BY NNEKA IKEM ANIBEZE, SA MEDIA
The name Solomon Selcap Dalung is a household name. From religion, politics, activism, youths and now sports, Dalung is the man they love to ‘hate’.
When he assumed office as Minister of Youth and Sports on 11th November, 2015, nobody gave him a chance of succeeding. His administration had been declared ‘dead on arrival’!
According to armchair analysts and big wigs in the industry, Dalung was a novice! A nobody, and therefore, a misfit for the position. Some went a step further to condemn his choice of clothing; the popular red beret and neatly starched and ironed khaki.
Others called him the cattle rarer from Jos! I never heard of any other minister so consistently maligned with a barrage of insults heaped at his doorsteps at every opportunity available.
If anyone had told them he’ll still be in office by now, considering the torrents of derogatory remarks targeted against him, they wouldn’t have believed. But Dalung’s case is that of God’s ordained.
When God chose David the shepherd, it wasn’t because he was the most intelligent. It was because of one of those mysterious ways which God uses to prove that He alone is God.
Barrister Dalung, as I always refer to him, has managed to steer the ship to where it is at the moment. Our last port was the National Sports Federations elections.
He had promised to leave a legacy of credible and democratically elected federations’ boards.
According to him, ” Even if I don’t know anything and never achieved anything, let it be said when I’m no longer here, that one man called Solomon Selcap Dalung that wore khaki and red beret came, and ensured that elections into sports federations’ boards was not ‘business as usual’.
To achieve this legacy, Barrister Dalung forfeited the five slots per federation known as ‘Government Nominees’ allotted to the man in charge of sports at the time of election. Multiply 31 Sports Federations that were billed to have their elections on June 13, 2017 by five and you’ll get 155. This means that Dalung forfeited his entitlement of hand picking 155 persons to be on the board of sports federations.
Secondly, Dalung stopped all staff of the ministry of Youth and Sports from being on any board of the federation. Again, according to him, “you cannot be an umpire in a game and also be a player”. Therefore, he directed all directors who had already ‘won’ their various elections to step down.

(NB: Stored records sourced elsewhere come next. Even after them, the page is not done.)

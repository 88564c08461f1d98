//! Merge model classes/tags into a project vocabulary.
//!
//! Each model item resolves to either an existing project item (same kind,
//! possibly under a suffixed name) or a new item inserted into a working copy
//! of the vocabulary. A project item is never reused for a model item of a
//! different kind under the same name; such collisions move on to
//! `{name}-{suffix}`, `{name}-{suffix}-1`, ... until a free or same-kind slot
//! turns up. Every step tries a name not tried before, so the search ends.

use seer_core::{SchemaCollection, SchemaItem, Vocabulary};

use crate::error::SchemaError;
use crate::mapping::{Mapping, NameMapping};
use crate::suffix::suffixed_name;

/// How names are suffixed during reconciliation.
#[derive(Debug, Clone, PartialEq, Eq)]
pub struct SuffixPolicy {
    pub suffix: String,
    /// Resolve to a suffixed slot even when the plain name is free.
    pub force: bool,
}

impl SuffixPolicy {
    #[must_use]
    pub fn new(suffix: impl Into<String>, force: bool) -> Self {
        Self {
            suffix: suffix.into(),
            force,
        }
    }
}

impl Default for SuffixPolicy {
    fn default() -> Self {
        Self::new("model", false)
    }
}

/// Outcome of a reconciliation pass.
#[derive(Debug, Clone, PartialEq, Eq)]
pub struct Reconciliation {
    pub vocabulary: Vocabulary,
    pub mapping: Mapping,
}

impl Reconciliation {
    /// Whether the pass inserted anything relative to `original`.
    #[must_use]
    pub fn changed(&self, original: &Vocabulary) -> bool {
        self.vocabulary != *original
    }
}

enum Resolution<T> {
    Reuse(T),
    Insert(String),
}

/// Reconcile the classes and the tags of `model_items` into `project`.
///
/// Classes and tags are resolved independently with the same rules.
///
/// # Errors
///
/// [`SchemaError::Lookup`] when a model item name is blank,
/// [`SchemaError::Insert`] when the working vocabulary rejects an item.
pub fn reconcile(
    project: &Vocabulary,
    model_items: &Vocabulary,
    policy: &SuffixPolicy,
) -> Result<Reconciliation, SchemaError> {
    let (classes, class_mapping) =
        reconcile_items(&project.classes, model_items.classes.iter(), policy)?;
    let (tags, tag_mapping) = reconcile_items(&project.tags, model_items.tags.iter(), policy)?;

    Ok(Reconciliation {
        vocabulary: Vocabulary::new(classes, tags),
        mapping: Mapping {
            classes: class_mapping,
            tags: tag_mapping,
        },
    })
}

/// Reconcile one family of items into `collection`.
///
/// Returns the updated copy of `collection` and the mapping from each model
/// item's trimmed name to the item it resolved to.
pub fn reconcile_items<'a, T>(
    collection: &SchemaCollection<T>,
    model_items: impl IntoIterator<Item = &'a T>,
    policy: &SuffixPolicy,
) -> Result<(SchemaCollection<T>, NameMapping<T>), SchemaError>
where
    T: SchemaItem + 'a,
{
    let mut working = collection.clone();
    let mut mapping = NameMapping::default();

    for item in model_items {
        let key = item.key();
        if key.is_empty() {
            return Err(SchemaError::Lookup {
                kind: T::LABEL,
                name: item.name().to_string(),
            });
        }

        let resolved = match resolve(&working, item, policy) {
            Resolution::Reuse(existing) => {
                tracing::debug!(kind = T::LABEL, model = key, resolved = existing.name(), "reusing project item");
                existing
            }
            Resolution::Insert(name) => {
                let fresh = item.renamed(&name);
                working
                    .insert(fresh.clone())
                    .map_err(|source| SchemaError::Insert {
                        kind: T::LABEL,
                        name: name.clone(),
                        source,
                    })?;
                tracing::debug!(kind = T::LABEL, model = key, resolved = %name, "inserting new item");
                fresh
            }
        };
        mapping.insert(key, resolved);
    }

    Ok((working, mapping))
}

fn resolve<T: SchemaItem>(
    collection: &SchemaCollection<T>,
    item: &T,
    policy: &SuffixPolicy,
) -> Resolution<T> {
    let base = item.key();
    let mut candidate = base.to_string();
    let mut index = 0;

    loop {
        match collection.get(&candidate) {
            None => {
                if !policy.force {
                    return Resolution::Insert(candidate);
                }
                // An occupied suffixed slot is taken as-is, whatever its kind.
                let probe = suffixed_name(base, &policy.suffix, index);
                if let Some(existing) = collection.get(&probe) {
                    return Resolution::Reuse(existing.clone());
                }
                if candidate == base {
                    return Resolution::Insert(probe);
                }
                return Resolution::Insert(candidate);
            }
            Some(existing) if existing.same_kind(item) => {
                if policy.force && candidate == base {
                    return separate_slot(collection, item, policy, index);
                }
                return Resolution::Reuse(existing.clone());
            }
            Some(_) => {
                candidate = suffixed_name(base, &policy.suffix, index);
                index += 1;
            }
        }
    }
}

/// First suffixed slot that is free or already holds the same kind.
fn separate_slot<T: SchemaItem>(
    collection: &SchemaCollection<T>,
    item: &T,
    policy: &SuffixPolicy,
    mut index: u32,
) -> Resolution<T> {
    loop {
        let probe = suffixed_name(item.key(), &policy.suffix, index);
        match collection.get(&probe) {
            None => return Resolution::Insert(probe),
            Some(existing) if existing.same_kind(item) => {
                return Resolution::Reuse(existing.clone());
            }
            Some(_) => index += 1,
        }
    }
}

Thirdly, Dalung increased the ‘Electoral College’ from what used to be 13 to 58. This meant that there were voters from the 36 states and Abuja being represented by the State Directors of Sports, six zonal representatives, one representative each from the Nigeria Association of Women in Sports (NAWIS), the Technical and Coaching Association, the Athletes’ Representative, International Representative, Institutional Sports, the Nigeria Association for Physical, Health Education, Recreation, Sports and Dance (NAPHER-SD) and representative of the Federation’s Philanthropist, Ex-officio member or Sponsor. Any contestant who aspired to be President or Vice President had to convince the Electoral College why he/ she should be voted for.
Another measure Dalung put in place to ensure a level playing field for all interested contestants was to inaugurate an ‘independent’ electoral committee.
On the eve of the elections, the secretaries of all federations interchanged positions just to ensure that no incumbent got a ‘helping hand’.
Then came the Ides of June!
Yes, there were problems which were peculiar to elections of such magnitude. Zonal, Vice President and Presidential elections were held on the same day. Some woke up to find their names missing from an already screened list while some alleged that those who did not even contest found their names on the list as winners of various positions.
Who dun it?
Dalung, of course!
“Oh! He changed the list and put his lackeys!”
“Oh! He put those who won’t ask him to account for Federations’ allocation!”
“Oh! No wonder they flew him to Canada in a private jet belonging to one of the contestants!”
Such were the accusations against the man who had planned a seamless election for sports federations.
For your information, Barrister Solomon Selcap Dalung has never been to Canada! Not even in his dreams.
Yes, we agree there were some lapses but the same Dalung set up an Electoral Appeals Committee to attend to various complaints arising from unlawful disqualification to disenfranchisement.
It will be unfair for aggrieved persons to go on air or on the pages of newspapers to judge, condemn and sentence the same Dalung who hitherto, was celebrated for his sports reforms and elections guidelines which were described as the best ever.
That the elections didn’t favour them now does not mean that Dalung did not do his bit.
There are channels of expressing one’s complaints and means of seeking redress instead of networking a campaign of calumny.
If you appeal and then you’re not given a fair hearing, then you can go the extra mile but venting on a man who did his best and is still up on it, is to say the least, unfair.
Dalung will sell my paper any day because he’s a news man’s delight but let’s not take his silence for weakness, for even a he-goat knows his way home!